Conversation was slack at first, standing there, till the man on one side of me and the man on the other side of me discovered that they had been in the smallpox hospital at the same time, though a full house of sixteen hundred patients had prevented their becoming acquainted. But they made up for it, discussing and comparing the more loathsome features of their disease in the most cold-blooded, matter-of-fact way. I learned that the average mortality was one in six, that one of them had been in three months and the other three months and a half, and that they had been “rotten wi’ it.” Whereat my flesh began to creep and crawl, and I asked them how long they had been out. One had been out two weeks, and the other three weeks. Their faces were badly pitted (though each assured the other that this was not so), and further, they showed me in their hands and under the nails the smallpox “seeds” still working out. Nay, one of them worked a seed out for my edification, and pop it went, right out of his flesh into the air.
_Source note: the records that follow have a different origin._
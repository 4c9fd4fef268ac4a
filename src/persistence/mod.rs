//! Document state persistence.

pub mod file_store;

pub use file_store::JsonFileStore;
//! Single-shot liveness timer.
//!
//! The timer owns two tokens. `stop` fires once when the armed duration
//! elapses; the messaging loop is its only consumer. `done` is cancelled by
//! the orchestrator when the run ends so every timer or exit-watcher task
//! finishes even if it never fired.

use std::time::Duration;

use tokio::task::JoinHandle;
use tokio_util::sync::CancellationToken;
use tracing::{debug, info, warn};

use crate::proc::WorkerProcess;

/// Liveness timer for one document run.
#[derive(Debug, Default)]
pub struct LivenessTimer {
    stop: CancellationToken,
    done: CancellationToken,
}

impl LivenessTimer {
    /// Create an unarmed timer.
    #[must_use]
    pub fn new() -> Self {
        Self::default()
    }

    /// Token that fires when the timer expires.
    #[must_use]
    pub fn stop_token(&self) -> &CancellationToken {
        &self.stop
    }

    /// Whether the timer has fired.
    #[must_use]
    pub fn has_fired(&self) -> bool {
        self.stop.is_cancelled()
    }

    /// Fire after `after`, unless the run ends first.
    pub fn arm(&self, after: Duration) -> JoinHandle<()> {
        let stop = self.stop.clone();
        let done = self.done.clone();
        tokio::spawn(async move {
            tokio::select! {
                () = done.cancelled() => {}
                () = tokio::time::sleep(after) => {
                    debug!(after_secs = after.as_secs(), "liveness timer fired");
                    stop.cancel();
                }
            }
        })
    }

    /// Wait for `process` to exit, then fire after `after`, unless the run
    /// ends first.
    pub fn arm_on_exit(
        &self,
        mut process: Box<dyn WorkerProcess>,
        after: Duration,
    ) -> JoinHandle<()> {
        let stop = self.stop.clone();
        let done = self.done.clone();
        tokio::spawn(async move {
            let pid = process.pid();
            let exited = tokio::select! {
                () = done.cancelled() => return,
                exited = process.wait() => exited,
            };

            match exited {
                Ok(state) if state.success => info!(pid, "worker exited"),
                Ok(state) => warn!(pid, status = %state.describe(), "worker exited unsuccessfully"),
                Err(err) => warn!(pid, %err, "failed to collect worker exit status"),
            }

            tokio::select! {
                () = done.cancelled() => {}
                () = tokio::time::sleep(after) => {
                    debug!(pid, "liveness timer fired after worker exit");
                    stop.cancel();
                }
            }
        })
    }

    /// End the run: every armed task completes without firing.
    pub fn release(&self) {
        self.done.cancel();
    }
}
I tried to shrink up smaller inside my clothes, and I registered a fervent though silent hope that it had not popped on me.

In both instances, I found that the smallpox was the cause of their being “on the doss,” which means on the tramp. Both had been working when smitten by the disease, and both had emerged from the hospital “broke,” with the gloomy task before them of hunting for work. So far, they had not found any, and they had come to the spike for a “rest up” after three days and nights on the street.